In the midst of all this, there are some references to the outside world. Soldiers, who are interchangeable with looters and rebels (the distinction is not explained at any length), come regularly to plunder the asylum for whatever it might yield. There are some brief snapshots of Firangi’s earlier life in his military base, as well as occasional references to the possible futility of the American military attempt to bring democracy and liberation to a country such as Afghanistan. Gauhar tries to weave in bits of Afghan history, as well as that of the Great Depression of 1930s America. Where the book fails is in linking these issues together; in broadening the peephole show to take in the larger world; in balancing the horror with the human element that would let the reader relate to the characters or their squalid situation.

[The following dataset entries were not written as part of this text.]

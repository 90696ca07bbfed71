//! Connection bootstrap utilities for SQLite.
//!
//! # Responsibility
//! - Open file or in-memory SQLite connections.
//! - Configure connection pragmas required by core behavior.
//! - Trigger catalogue creation/seeding before returning a usable connection.
//!
//! # Invariants
//! - Open failures surface as `DbError::StorageUnavailable`.
//! - A seeding conflict is reported through `SeedStatus`, never as an open
//!   failure.

use super::seed::{ensure_catalogue, SeedStatus};
use super::{DbError, DbResult};
use log::{error, info};
use rusqlite::Connection;
use std::path::{Path, PathBuf};
use std::time::{Duration, Instant};

/// Opens the catalogue database file, creating and seeding it when needed.
///
/// # Side effects
/// - Creates the backing file when absent.
/// - Emits `db_open` logging events with duration and status.
pub fn open_db(path: impl AsRef<Path>) -> DbResult<(Connection, SeedStatus)> {
    let path = path.as_ref();
    let started_at = Instant::now();
    info!("event=db_open module=db status=start mode=file");

    let conn = match Connection::open(path) {
        Ok(conn) => conn,
        Err(err) => {
            error!(
                "event=db_open module=db status=error mode=file duration_ms={} error_code=db_open_failed error={}",
                started_at.elapsed().as_millis(),
                err
            );
            return Err(DbError::StorageUnavailable {
                location: path.to_path_buf(),
                source: err,
            });
        }
    };

    finish_open(conn, path.to_path_buf(), "file", started_at)
}

/// Opens an in-memory catalogue database. Used by tests and dry runs.
///
/// # Side effects
/// - Emits `db_open` logging events with duration and status.
pub fn open_db_in_memory() -> DbResult<(Connection, SeedStatus)> {
    let started_at = Instant::now();
    info!("event=db_open module=db status=start mode=memory");

    let conn = match Connection::open_in_memory() {
        Ok(conn) => conn,
        Err(err) => {
            error!(
                "event=db_open module=db status=error mode=memory duration_ms={} error_code=db_open_failed error={}",
                started_at.elapsed().as_millis(),
                err
            );
            return Err(DbError::StorageUnavailable {
                location: PathBuf::from(":memory:"),
                source: err,
            });
        }
    };

    finish_open(conn, PathBuf::from(":memory:"), "memory", started_at)
}

fn finish_open(
    mut conn: Connection,
    location: PathBuf,
    mode: &str,
    started_at: Instant,
) -> DbResult<(Connection, SeedStatus)> {
    match bootstrap_connection(&mut conn) {
        Ok(status) => {
            info!(
                "event=db_open module=db status=ok mode={} duration_ms={} seed={}",
                mode,
                started_at.elapsed().as_millis(),
                status.as_str()
            );
            Ok((conn, status))
        }
        Err(err) => {
            error!(
                "event=db_open module=db status=error mode={} duration_ms={} error_code=db_bootstrap_failed error={}",
                mode,
                started_at.elapsed().as_millis(),
                err
            );
            // Unreadable or non-database files fail here, not in `open`.
            match err {
                DbError::Sqlite(source) => Err(DbError::StorageUnavailable { location, source }),
                other => Err(other),
            }
        }
    }
}

fn bootstrap_connection(conn: &mut Connection) -> DbResult<SeedStatus> {
    conn.busy_timeout(Duration::from_secs(5))?;
    ensure_catalogue(conn)
}
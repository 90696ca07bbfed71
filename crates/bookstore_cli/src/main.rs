//! Interactive bookstore inventory manager.
//!
//! # Responsibility
//! - Wire logging, the catalogue database and the menu session together.
//! - Treat an unavailable catalogue as fatal; everything else is recovered
//!   inside the session loop.

mod config;
mod session;
mod table;

use bookstore_core::{core_version, init_logging, open_db, CatalogueService, SeedStatus, SqliteBookRepository};
use config::CliConfig;
use log::{error, info};
use session::Session;
use std::io;
use std::process::ExitCode;

fn main() -> ExitCode {
    let config = match CliConfig::from_working_dir() {
        Ok(config) => config,
        Err(err) => {
            eprintln!("cannot resolve working directory: {err}");
            return ExitCode::FAILURE;
        }
    };

    if let Err(err) = init_logging(config.log_level, &config.log_dir) {
        eprintln!("file logging disabled: {err}");
    }
    info!("event=app_start module=cli status=ok version={}", core_version());

    let (conn, seed_status) = match open_db(&config.db_path) {
        Ok(opened) => opened,
        Err(err) => {
            error!("event=app_exit module=cli status=error error_code=storage_unavailable");
            eprintln!("{err}");
            return ExitCode::FAILURE;
        }
    };

    match &seed_status {
        SeedStatus::Seeded { .. } => println!("Database Created."),
        SeedStatus::AlreadyPresent => {}
        SeedStatus::Aborted { .. } => {
            println!("Database error: duplicate unique IDs registered.")
        }
    }

    let repo = match SqliteBookRepository::try_new(&conn) {
        Ok(repo) => repo,
        Err(err) => {
            error!("event=app_exit module=cli status=error error_code=catalogue_missing");
            eprintln!("{err}");
            return ExitCode::FAILURE;
        }
    };

    let stdin = io::stdin();
    let stdout = io::stdout();
    let mut session = Session::new(CatalogueService::new(repo), stdin.lock(), stdout.lock());
    match session.run() {
        Ok(()) => {
            info!("event=app_exit module=cli status=ok");
            ExitCode::SUCCESS
        }
        Err(err) => {
            error!("event=app_exit module=cli status=error error_code=terminal_io error={err}");
            eprintln!("terminal error: {err}");
            ExitCode::FAILURE
        }
    }
}
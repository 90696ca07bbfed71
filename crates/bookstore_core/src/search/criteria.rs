//! Search criteria model.
//!
//! # Invariants
//! - A criteria carries at most one field/value pair.
//! - Keyword-style construction honors only the first known field.

use crate::model::book::BookId;
use crate::repo::book_repo::BookFilter;
use std::error::Error;
use std::fmt::{Display, Formatter};
use std::str::FromStr;

/// Searchable catalogue column.
#[derive(Debug, Clone, Copy, PartialEq, Eq)]
pub enum SearchField {
    Id,
    Title,
    Author,
    Quantity,
}

impl SearchField {
    /// Upper-case label used in result headers and not-found messages.
    pub fn label(self) -> &'static str {
        match self {
            Self::Id => "ID",
            Self::Title => "TITLE",
            Self::Author => "AUTHOR",
            Self::Quantity => "QUANTITY",
        }
    }
}

/// Unknown search field name.
#[derive(Debug, Clone, PartialEq, Eq)]
pub struct UnknownFieldError(pub String);

impl Display for UnknownFieldError {
    fn fmt(&self, f: &mut Formatter<'_>) -> std::fmt::Result {
        write!(
            f,
            "unknown search field `{}`; expected id|title|author|quantity",
            self.0
        )
    }
}

impl Error for UnknownFieldError {}

impl FromStr for SearchField {
    type Err = UnknownFieldError;

    fn from_str(value: &str) -> Result<Self, Self::Err> {
        match value.trim().to_ascii_lowercase().as_str() {
            "id" => Ok(Self::Id),
            "title" => Ok(Self::Title),
            "author" => Ok(Self::Author),
            "quantity" | "qty" => Ok(Self::Quantity),
            other => Err(UnknownFieldError(other.to_string())),
        }
    }
}

/// Optional single-field filter for catalogue queries.
#[derive(Debug, Clone, Default, PartialEq, Eq)]
pub enum Criteria {
    /// No filter: the whole catalogue.
    #[default]
    None,
    ById(BookId),
    ByTitle(String),
    ByAuthor(String),
    ByQuantity(i64),
}

impl Criteria {
    /// Converts raw user text for `field` into a criteria.
    ///
    /// Returns `None` when the text can never match a numeric column
    /// (for example `ID = "abc"`); callers treat that as "not found".
    /// Text fields are matched verbatim, including surrounding whitespace.
    pub fn from_input(field: SearchField, raw: &str) -> Option<Self> {
        match field {
            SearchField::Id => raw.trim().parse().ok().map(Self::ById),
            SearchField::Title => Some(Self::ByTitle(raw.to_string())),
            SearchField::Author => Some(Self::ByAuthor(raw.to_string())),
            SearchField::Quantity => raw.trim().parse().ok().map(Self::ByQuantity),
        }
    }

    /// Builds a criteria from keyword-style `(field, value)` pairs.
    ///
    /// Unknown field names are skipped. The first known field wins and all
    /// later pairs are ignored, even when its value cannot match.
    pub fn from_pairs<'a, I>(pairs: I) -> Option<Self>
    where
        I: IntoIterator<Item = (&'a str, &'a str)>,
    {
        for (name, value) in pairs {
            if let Ok(field) = name.parse::<SearchField>() {
                return Self::from_input(field, value);
            }
        }
        Some(Self::None)
    }

    /// Field this criteria filters on, if any.
    pub fn field(&self) -> Option<SearchField> {
        match self {
            Self::None => None,
            Self::ById(_) => Some(SearchField::Id),
            Self::ByTitle(_) => Some(SearchField::Title),
            Self::ByAuthor(_) => Some(SearchField::Author),
            Self::ByQuantity(_) => Some(SearchField::Quantity),
        }
    }

    pub(crate) fn as_filter(&self) -> Option<BookFilter<'_>> {
        match self {
            Self::None => None,
            Self::ById(id) => Some(BookFilter::Id(*id)),
            Self::ByTitle(title) => Some(BookFilter::Title(title)),
            Self::ByAuthor(author) => Some(BookFilter::Author(author)),
            Self::ByQuantity(quantity) => Some(BookFilter::Quantity(*quantity)),
        }
    }
}
//! Load-time normalization of macro files.
//!
//! Every record is turned into the canonical `dt`-based [`MacroEvent`] here, so
//! playback never has to care which layout a file was written in. Two older
//! layouts are understood:
//!
//! * absolute timestamps stored under `t` instead of a `dt` delay;
//! * `type`-tagged records (`move`, `click`, `scroll`, `key`) with a `pressed`
//!   flag and textual key names such as `"a"`, `"Key.esc"` or `"<65437>"`.

use crate::{
    events::seconds, InputAction, MacroError, MacroEvent, MouseButton, Result,
};
use rdev::Key;
use serde::Deserialize;
use serde_json::{Map, Value};
use std::time::Duration;
use tracing::{debug, warn};

/// How a record expresses its timing
#[derive(Debug, Clone, Copy, PartialEq)]
enum Stamp {
    /// Delay since the previous record
    Delta(f64),
    /// Absolute time since recording start (legacy `t`)
    Absolute(f64),
}

/// Convert parsed JSON records into canonical events.
///
/// Absolute stamps are differenced against the previous record's time, which
/// starts at zero, so the first legacy record keeps its raw timestamp as its
/// delay. Negative delays (clock going backwards) are clamped to zero.
pub(crate) fn normalize_records(records: Vec<Value>) -> Result<Vec<MacroEvent>> {
    let mut events = Vec::with_capacity(records.len());
    let mut clock = 0.0_f64;

    for (index, record) in records.into_iter().enumerate() {
        let (stamp, action) = parse_record(index, record)?;
        let delta = match stamp {
            Stamp::Delta(dt) => {
                clock += dt.max(0.0);
                dt
            }
            Stamp::Absolute(t) => {
                let dt = t - clock;
                clock = t;
                dt
            }
        };
        if delta < 0.0 {
            warn!("Record {} goes back in time by {:.6}s; clamping its delay to 0", index, -delta);
        }
        events.push(MacroEvent::new(seconds::from_f64(delta), action));
    }

    Ok(events)
}

fn parse_record(index: usize, record: Value) -> Result<(Stamp, InputAction)> {
    let Value::Object(mut fields) = record else {
        return Err(MacroError::malformed(index, "expected a JSON object"));
    };

    let stamp = match (take_seconds(index, &mut fields, "dt")?, take_seconds(index, &mut fields, "t")?) {
        (Some(dt), _) => Stamp::Delta(dt),
        (None, Some(t)) => Stamp::Absolute(t),
        (None, None) => return Err(MacroError::malformed(index, "missing `dt` (or legacy `t`) field")),
    };

    let action = if fields.contains_key("kind") {
        serde_json::from_value::<InputAction>(Value::Object(fields))
            .map_err(|e| MacroError::malformed(index, e.to_string()))?
    } else if fields.contains_key("type") {
        let legacy = serde_json::from_value::<LegacyAction>(Value::Object(fields))
            .map_err(|e| MacroError::malformed(index, e.to_string()))?;
        legacy.into_action().map_err(|reason| MacroError::malformed(index, reason))?
    } else {
        return Err(MacroError::malformed(index, "missing `kind` field"));
    };

    Ok((stamp, action))
}

fn take_seconds(index: usize, fields: &mut Map<String, Value>, name: &str) -> Result<Option<f64>> {
    match fields.remove(name) {
        None | Some(Value::Null) => Ok(None),
        Some(Value::Number(n)) => n
            .as_f64()
            .filter(|v| v.is_finite())
            .map(Some)
            .ok_or_else(|| MacroError::malformed(index, format!("`{}` is not a finite number", name))),
        Some(other) => Err(MacroError::malformed(
            index,
            format!("`{}` must be a number of seconds, got {}", name, other),
        )),
    }
}

fn default_pressed() -> bool {
    true
}

fn default_button() -> String {
    "left".to_string()
}

/// Records written by the earlier recorder
#[derive(Debug, Deserialize)]
#[serde(tag = "type", rename_all = "lowercase")]
enum LegacyAction {
    Move {
        x: f64,
        y: f64,
    },
    Click {
        #[serde(default)]
        x: Option<f64>,
        #[serde(default)]
        y: Option<f64>,
        #[serde(default = "default_button")]
        button: String,
        #[serde(default = "default_pressed")]
        pressed: bool,
    },
    Scroll {
        #[serde(default)]
        dx: i64,
        #[serde(default)]
        dy: i64,
    },
    Key {
        key: String,
        #[serde(default = "default_pressed")]
        pressed: bool,
    },
}

impl LegacyAction {
    fn into_action(self) -> std::result::Result<InputAction, String> {
        Ok(match self {
            LegacyAction::Move { x, y } => InputAction::MouseMove { x, y },
            LegacyAction::Click { x, y, button, pressed } => {
                let button = legacy_button(&button);
                if pressed {
                    InputAction::MouseDown { button, x, y }
                } else {
                    InputAction::MouseUp { button, x, y }
                }
            }
            LegacyAction::Scroll { dx, dy } => InputAction::MouseScroll { dx, dy },
            LegacyAction::Key { key, pressed } => {
                let key = legacy_key(&key).ok_or_else(|| format!("unknown key name {:?}", key))?;
                if pressed {
                    InputAction::KeyDown { key }
                } else {
                    InputAction::KeyUp { key }
                }
            }
        })
    }
}

/// Unknown button names fall back to the left button
fn legacy_button(name: &str) -> MouseButton {
    match name {
        "left" => MouseButton::Left,
        "right" => MouseButton::Right,
        "middle" => MouseButton::Middle,
        other => {
            debug!("Unknown legacy button {:?}, using left", other);
            MouseButton::Left
        }
    }
}

/// Map a legacy key name to a key.
///
/// Accepts special keys (`Key.enter`), printable characters (`a`, `!`) and raw
/// virtual key codes (`<65437>`). Shifted symbols map to their base key since
/// the shift press is recorded separately.
pub fn legacy_key(name: &str) -> Option<Key> {
    if let Some(special) = name.strip_prefix("Key.") {
        return special_key(special);
    }
    if let Some(code) = name.strip_prefix('<').and_then(|s| s.strip_suffix('>')) {
        return code.parse().ok().map(Key::Unknown);
    }
    let mut chars = name.chars();
    match (chars.next(), chars.next()) {
        (Some(c), None) => char_key(c),
        _ => None,
    }
}

fn special_key(name: &str) -> Option<Key> {
    let key = match name {
        "alt" | "alt_l" => Key::Alt,
        "alt_r" | "alt_gr" => Key::AltGr,
        "backspace" => Key::Backspace,
        "caps_lock" => Key::CapsLock,
        "cmd" | "cmd_l" => Key::MetaLeft,
        "cmd_r" => Key::MetaRight,
        "ctrl" | "ctrl_l" => Key::ControlLeft,
        "ctrl_r" => Key::ControlRight,
        "delete" => Key::Delete,
        "down" => Key::DownArrow,
        "end" => Key::End,
        "enter" => Key::Return,
        "esc" => Key::Escape,
        "home" => Key::Home,
        "insert" => Key::Insert,
        "left" => Key::LeftArrow,
        "num_lock" => Key::NumLock,
        "page_down" => Key::PageDown,
        "page_up" => Key::PageUp,
        "pause" => Key::Pause,
        "print_screen" => Key::PrintScreen,
        "right" => Key::RightArrow,
        "scroll_lock" => Key::ScrollLock,
        "shift" | "shift_l" => Key::ShiftLeft,
        "shift_r" => Key::ShiftRight,
        "space" => Key::Space,
        "tab" => Key::Tab,
        "up" => Key::UpArrow,
        "f1" => Key::F1,
        "f2" => Key::F2,
        "f3" => Key::F3,
        "f4" => Key::F4,
        "f5" => Key::F5,
        "f6" => Key::F6,
        "f7" => Key::F7,
        "f8" => Key::F8,
        "f9" => Key::F9,
        "f10" => Key::F10,
        "f11" => Key::F11,
        "f12" => Key::F12,
        _ => return None,
    };
    Some(key)
}

fn char_key(c: char) -> Option<Key> {
    let key = match c.to_ascii_lowercase() {
        'a' => Key::KeyA,
        'b' => Key::KeyB,
        'c' => Key::KeyC,
        'd' => Key::KeyD,
        'e' => Key::KeyE,
        'f' => Key::KeyF,
        'g' => Key::KeyG,
        'h' => Key::KeyH,
        'i' => Key::KeyI,
        'j' => Key::KeyJ,
        'k' => Key::KeyK,
        'l' => Key::KeyL,
        'm' => Key::KeyM,
        'n' => Key::KeyN,
        'o' => Key::KeyO,
        'p' => Key::KeyP,
        'q' => Key::KeyQ,
        'r' => Key::KeyR,
        's' => Key::KeyS,
        't' => Key::KeyT,
        'u' => Key::KeyU,
        'v' => Key::KeyV,
        'w' => Key::KeyW,
        'x' => Key::KeyX,
        'y' => Key::KeyY,
        'z' => Key::KeyZ,
        '1' | '!' => Key::Num1,
        '2' | '@' => Key::Num2,
        '3' | '#' => Key::Num3,
        '4' | '$' => Key::Num4,
        '5' | '%' => Key::Num5,
        '6' | '^' => Key::Num6,
        '7' | '&' => Key::Num7,
        '8' | '*' => Key::Num8,
        '9' | '(' => Key::Num9,
        '0' | ')' => Key::Num0,
        ' ' => Key::Space,
        '-' | '_' => Key::Minus,
        '=' | '+' => Key::Equal,
        '[' | '{' => Key::LeftBracket,
        ']' | '}' => Key::RightBracket,
        ';' | ':' => Key::SemiColon,
        '\'' | '"' => Key::Quote,
        '`' | '~' => Key::BackQuote,
        '\\' | '|' => Key::BackSlash,
        ',' | '<' => Key::Comma,
        '.' | '>' => Key::Dot,
        '/' | '?' => Key::Slash,
        '\t' => Key::Tab,
        '\n' | '\r' => Key::Return,
        _ => return None,
    };
    Some(key)
}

No single character in this asylum is afflicted by just one ailment. Instead, each has a string of horrors plaguing him or her. Even the one friend that Firangi makes in the asylum, Bulbul, ends up making lewd gestures at him before stealing his clothes. All the while, Firangi’s homophobic fear of contact with Bulbul hangs over the relationship like a pallid, overcast sky. At other times, limbs are broken and deformed, flesh is torn, and family tortures family; pus, mucus and blood are liberally smeared over this tale. All forms of madness also make appearances here – rape, injury, the killing of families, and people driven insane by the terrible things that have happened to them.
Sitting in Afghanistan reading this book, this reviewer notices interest in Afghanistan flagging in the international media. Only the big, sexy stories continue to capture interest: the drug wars, the Taliban and the deaths. There is the fear that reporting on Afghanistan will go the way of Iraq, reduced to stories of the dead and not the living. The incessant roll call of death in Iraq has blunted media viewers the world round – immunised us from feeling anything but the mildest shock. Death tolls of more than a hundred are relegated to sidebars in newspapers, taken off the headlines after cursory mentions in brief bulletins.
The unmitigated reporting of horror functions as an anodyne. The lack of shock evoked by the coverage of Iraq is skewed; not because no one cares about the living, but rather due to the fact that the media does not talk of them. When understanding of a country is reduced to its death count, there is no human face to the tragedy there, and it slowly ceases to matter. Similarly, the sheer horrors in Feryal Ali Gauhar’s book also act as an anodyne, to anaesthetise any sensation.
There is an element of Mantoesque madness recreated in No Space for Further Burials: the blurring of lines between the sane and the insane, between memories and reality, between dreams and facts; the loss of concepts of time and space; the nowhere land of Toba Tek Singh, from where Firangi will not be rescued. At best, however, this remains a mere attempt. The attempt to make everything absolutely horrifying, surpassed by even more unimaginable horrors that lie in wait, destroys what the book sets out to do. No Space for Further Burials may bring up plenty of bile, but it does little to stir real emotions.
Aunohita Mojumdar is the former Editor of Himal Southasian.